---------- INFORMATION SUPPLIED ----------

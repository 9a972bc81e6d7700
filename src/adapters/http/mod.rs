//! HTTP adapters - REST API implementations.

pub mod chat;
pub mod middleware;

// Re-export key types for convenience
pub use chat::{chat_router, ChatAppState};
pub use middleware::cors_layer;
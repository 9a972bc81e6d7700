//! Portfolio chat server.
//!
//! Loads configuration from the environment, wires the OpenAI adapter into
//! the conversation bridge, and serves the chat endpoint until Ctrl-C.

use std::sync::Arc;

use anyhow::{Context, Result};
use tower_http::trace::TraceLayer;
use tracing_subscriber::EnvFilter;

use portfolio_chat::adapters::http::{chat_router, cors_layer, ChatAppState};
use portfolio_chat::adapters::OpenAIConversationApi;
use portfolio_chat::config::AppConfig;
use portfolio_chat::ports::ConversationApi;

#[tokio::main]
async fn main() -> Result<()> {
    let config = AppConfig::load().context("load configuration")?;
    init_tracing(&config);
    config.validate().context("validate configuration")?;

    let api: Arc<dyn ConversationApi> = Arc::new(
        OpenAIConversationApi::new(config.openai.to_adapter_config())
            .context("build upstream client")?,
    );
    let state = ChatAppState::new(api, config.bridge.settings());

    let app = chat_router(state, config.server.health_timeout())
        .layer(cors_layer(&config.server.cors_origins_list()))
        .layer(TraceLayer::new_for_http());

    let addr = config.server.socket_addr()?;
    let listener = tokio::net::TcpListener::bind(addr)
        .await
        .with_context(|| format!("bind {}", addr))?;
    tracing::info!(
        bind = %addr,
        model = %config.openai.model,
        environment = ?config.server.environment,
        "portfolio-chat listening"
    );

    axum::serve(listener, app)
        .with_graceful_shutdown(async {
            let _ = tokio::signal::ctrl_c().await;
            tracing::info!("shutting down");
        })
        .await
        .context("serve")
}

/// JSON logs in production, human-readable otherwise. `RUST_LOG` overrides
/// the configured filter.
fn init_tracing(config: &AppConfig) {
    let filter = EnvFilter::try_from_default_env()
        .unwrap_or_else(|_| EnvFilter::new(&config.server.log_level));

    if config.is_production() {
        tracing_subscriber::fmt()
            .json()
            .with_env_filter(filter)
            .init();
    } else {
        tracing_subscriber::fmt()
            .with_env_filter(filter)
            .with_target(false)
            .init();
    }
}
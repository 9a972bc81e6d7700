//! Axum routes for the chat endpoint.

use std::time::Duration;

use axum::routing::{get, post};
use axum::Router;
use tower_http::timeout::TimeoutLayer;

use super::handlers::{chat, health, ChatAppState};

/// Creates routes for the chat endpoint.
///
/// - POST /api/chat
/// - POST /.netlify/functions/chatgpt - path used by the deployed widget
pub fn chat_routes() -> Router<ChatAppState> {
    Router::new()
        .route("/api/chat", post(chat))
        .route("/.netlify/functions/chatgpt", post(chat))
}

/// Liveness route, bounded by the server request timeout.
///
/// The chat routes are left without a timeout layer because event streams
/// stay open for the length of a reply.
pub fn health_routes<S>(request_timeout: Duration) -> Router<S>
where
    S: Clone + Send + Sync + 'static,
{
    Router::new()
        .route("/health", get(health))
        .layer(TimeoutLayer::new(request_timeout))
}

/// Combined router with state applied.
pub fn chat_router(state: ChatAppState, request_timeout: Duration) -> Router {
    chat_routes()
        .merge(health_routes(request_timeout))
        .with_state(state)
}
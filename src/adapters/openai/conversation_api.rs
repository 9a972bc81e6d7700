//! OpenAI Conversations API - Implementation of ConversationApi.
//!
//! Conversation state lives in the Conversations API; replies are produced
//! through the Responses API bound to that conversation, so the generated
//! assistant message is appended upstream automatically.
//!
//! # Endpoints
//!
//! | Operation | Request |
//! |---|---|
//! | create | `POST /conversations` |
//! | get | `GET /conversations/{id}` |
//! | append | `POST /conversations/{id}/items` |
//! | generate | `POST /responses` (optionally `background: true`) |
//! | poll | `GET /responses/{id}` |
//! | stream | `POST /responses` with `stream: true` |
//! | list | `GET /conversations/{id}/items?order=desc` |

use async_trait::async_trait;
use futures::StreamExt;
use serde::{Deserialize, Serialize};
use serde_json::json;

use super::transport::{HttpTransport, OpenAIConfig, TransportRequest};
use crate::domain::conversation::{
    ContentBlock, ConversationHandle, Message, MessageRole, RunState,
};
use crate::ports::{ApiError, ByteStream, ConversationApi, GenerateOptions, Generation};

/// Items fetched per page when listing a conversation.
const PAGE_SIZE: u32 = 100;

/// Upper bound on pages followed when listing a conversation.
const MAX_PAGES: usize = 10;

/// OpenAI-backed conversation API.
pub struct OpenAIConversationApi {
    transport: HttpTransport,
}

impl OpenAIConversationApi {
    /// Creates the adapter from its configuration.
    pub fn new(config: OpenAIConfig) -> Result<Self, ApiError> {
        Ok(Self {
            transport: HttpTransport::new(config)?,
        })
    }

    /// Creates the adapter on top of an existing transport.
    pub fn with_transport(transport: HttpTransport) -> Self {
        Self { transport }
    }

    fn config(&self) -> &OpenAIConfig {
        self.transport.config()
    }

    fn response_request(
        &self,
        handle: &ConversationHandle,
        options: &GenerateOptions,
        stream: bool,
    ) -> ResponseRequest {
        let config = self.config();
        ResponseRequest {
            model: options.model.clone().unwrap_or_else(|| config.model.clone()),
            conversation: handle.as_str().to_string(),
            background: (!stream && config.background).then_some(true),
            stream: stream.then_some(true),
        }
    }

    async fn call_json<T: for<'de> Deserialize<'de>>(
        &self,
        request: TransportRequest,
    ) -> Result<T, ApiError> {
        let response = self.transport.call(request).await?;
        serde_json::from_value(response.payload.into_json())
            .map_err(|e| ApiError::parse(format!("Failed to parse response: {}", e)))
    }
}

#[async_trait]
impl ConversationApi for OpenAIConversationApi {
    async fn create_conversation(&self) -> Result<ConversationHandle, ApiError> {
        let created: ConversationObject = self
            .call_json(TransportRequest::post("/conversations", json!({})))
            .await?;
        Ok(ConversationHandle::new(created.id))
    }

    async fn get_conversation(&self, handle: &ConversationHandle) -> Result<(), ApiError> {
        self.transport
            .call(TransportRequest::get(format!("/conversations/{}", handle)))
            .await?;
        Ok(())
    }

    async fn append_message(
        &self,
        handle: &ConversationHandle,
        role: MessageRole,
        text: &str,
    ) -> Result<(), ApiError> {
        let block_type = match role {
            MessageRole::User => "input_text",
            MessageRole::Assistant => "output_text",
        };
        let body = json!({
            "items": [{
                "type": "message",
                "role": role.as_str(),
                "content": [{ "type": block_type, "text": text }],
            }]
        });

        self.transport
            .call(TransportRequest::post(
                format!("/conversations/{}/items", handle),
                body,
            ))
            .await?;
        Ok(())
    }

    async fn generate_reply(
        &self,
        handle: &ConversationHandle,
        options: &GenerateOptions,
    ) -> Result<Generation, ApiError> {
        let request = self.response_request(handle, options, false);
        let body = serde_json::to_value(&request)
            .map_err(|e| ApiError::parse(format!("Failed to encode request: {}", e)))?;

        let response: ResponseObject = self
            .call_json(TransportRequest::post("/responses", body))
            .await?;
        Ok(response.into_generation())
    }

    async fn get_generation(
        &self,
        _handle: &ConversationHandle,
        generation_id: &str,
    ) -> Result<Generation, ApiError> {
        let response: ResponseObject = self
            .call_json(TransportRequest::get(format!("/responses/{}", generation_id)))
            .await?;
        Ok(response.into_generation())
    }

    async fn open_reply_stream(
        &self,
        handle: &ConversationHandle,
        options: &GenerateOptions,
    ) -> Result<ByteStream, ApiError> {
        let request = self.response_request(handle, options, true);
        let body = serde_json::to_value(&request)
            .map_err(|e| ApiError::parse(format!("Failed to encode request: {}", e)))?;

        let stream = self
            .transport
            .call_stream(TransportRequest::post("/responses", body).with_accept("text/event-stream"))
            .await?;

        Ok(Box::pin(stream.map(|chunk| chunk.map_err(ApiError::from))))
    }

    /// Pages backwards from the newest item until a page holds an assistant
    /// message, then returns what was seen in creation order.
    async fn list_messages(&self, handle: &ConversationHandle) -> Result<Vec<Message>, ApiError> {
        let mut newest_first = Vec::new();
        let mut after: Option<String> = None;

        let mut complete = false;
        for _ in 0..MAX_PAGES {
            let mut path = format!(
                "/conversations/{}/items?limit={}&order=desc",
                handle, PAGE_SIZE
            );
            if let Some(ref cursor) = after {
                path.push_str("&after=");
                path.push_str(cursor);
            }

            let page: ItemList = self.call_json(TransportRequest::get(path)).await?;
            let reached_reply = page.data.iter().any(ConversationItem::is_assistant_message);
            newest_first.extend(page.data);

            match (reached_reply, page.has_more, page.last_id) {
                (false, true, Some(cursor)) => after = Some(cursor),
                _ => {
                    complete = true;
                    break;
                }
            }
        }

        if !complete {
            tracing::warn!(conversation = %handle, "no assistant message within listing budget");
        }

        Ok(newest_first
            .into_iter()
            .rev()
            .enumerate()
            .filter_map(|(sequence, item)| item.into_message(sequence))
            .collect())
    }
}

// ----- OpenAI API Types -----

#[derive(Debug, Serialize)]
struct ResponseRequest {
    model: String,
    conversation: String,
    #[serde(skip_serializing_if = "Option::is_none")]
    background: Option<bool>,
    #[serde(skip_serializing_if = "Option::is_none")]
    stream: Option<bool>,
}

#[derive(Debug, Deserialize)]
struct ConversationObject {
    id: String,
}

#[derive(Debug, Deserialize)]
struct ResponseObject {
    id: String,
    status: Option<String>,
}

impl ResponseObject {
    fn into_generation(self) -> Generation {
        Generation::new(self.id, self.status.as_deref().map(RunState::parse))
    }
}

#[derive(Debug, Deserialize)]
struct ItemList {
    #[serde(default)]
    data: Vec<ConversationItem>,
    #[serde(default)]
    has_more: bool,
    last_id: Option<String>,
}

#[derive(Debug, Deserialize)]
struct ConversationItem {
    #[serde(rename = "type")]
    kind: String,
    id: Option<String>,
    role: Option<String>,
    #[serde(default)]
    content: ItemContent,
    created_at: Option<i64>,
}

#[derive(Debug, Deserialize)]
#[serde(untagged)]
enum ItemContent {
    Blocks(Vec<ContentPart>),
    Text(String),
}

impl Default for ItemContent {
    fn default() -> Self {
        ItemContent::Blocks(Vec::new())
    }
}

#[derive(Debug, Deserialize)]
struct ContentPart {
    #[serde(rename = "type")]
    kind: String,
    text: Option<String>,
}

impl ConversationItem {
    fn is_assistant_message(&self) -> bool {
        self.kind == "message" && self.role.as_deref() == Some("assistant")
    }

    fn into_message(self, sequence: usize) -> Option<Message> {
        if self.kind != "message" {
            return None;
        }
        let role = match self.role.as_deref() {
            Some("user") => MessageRole::User,
            Some("assistant") => MessageRole::Assistant,
            _ => return None,
        };

        let content = match self.content {
            ItemContent::Text(text) => vec![ContentBlock::Text(text)],
            ItemContent::Blocks(parts) => parts.into_iter().map(ContentPart::into_block).collect(),
        };

        let mut message = Message::new(role, content, sequence);
        message.id = self.id;
        message.created_at = self.created_at;
        Some(message)
    }
}

impl ContentPart {
    fn into_block(self) -> ContentBlock {
        let text_bearing = matches!(self.kind.as_str(), "input_text" | "output_text" | "text");
        match self.text {
            Some(text) if text_bearing => ContentBlock::Text(text),
            _ => ContentBlock::Other { kind: self.kind },
        }
    }
}
//! Mock Adapters.
//!
//! Configurable in-memory implementations for testing.

mod mock_conversation_api;

pub use mock_conversation_api::{ApiOperation, MockCall, MockChunk, MockConversationApi};
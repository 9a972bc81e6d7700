//! HTTP adapter for the chat endpoint.

pub mod dto;
pub mod handlers;
pub mod routes;

pub use dto::{ChatRequest, ChatResponse, ErrorResponse};
pub use handlers::{sse_response, ChatApiError, ChatAppState};
pub use routes::{chat_router, chat_routes, health_routes};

----------

== WHAT THIS TASK INVOLVES ==
Say how many lines above hold "const", and nothing else.

== TASK RESPONSE ==
2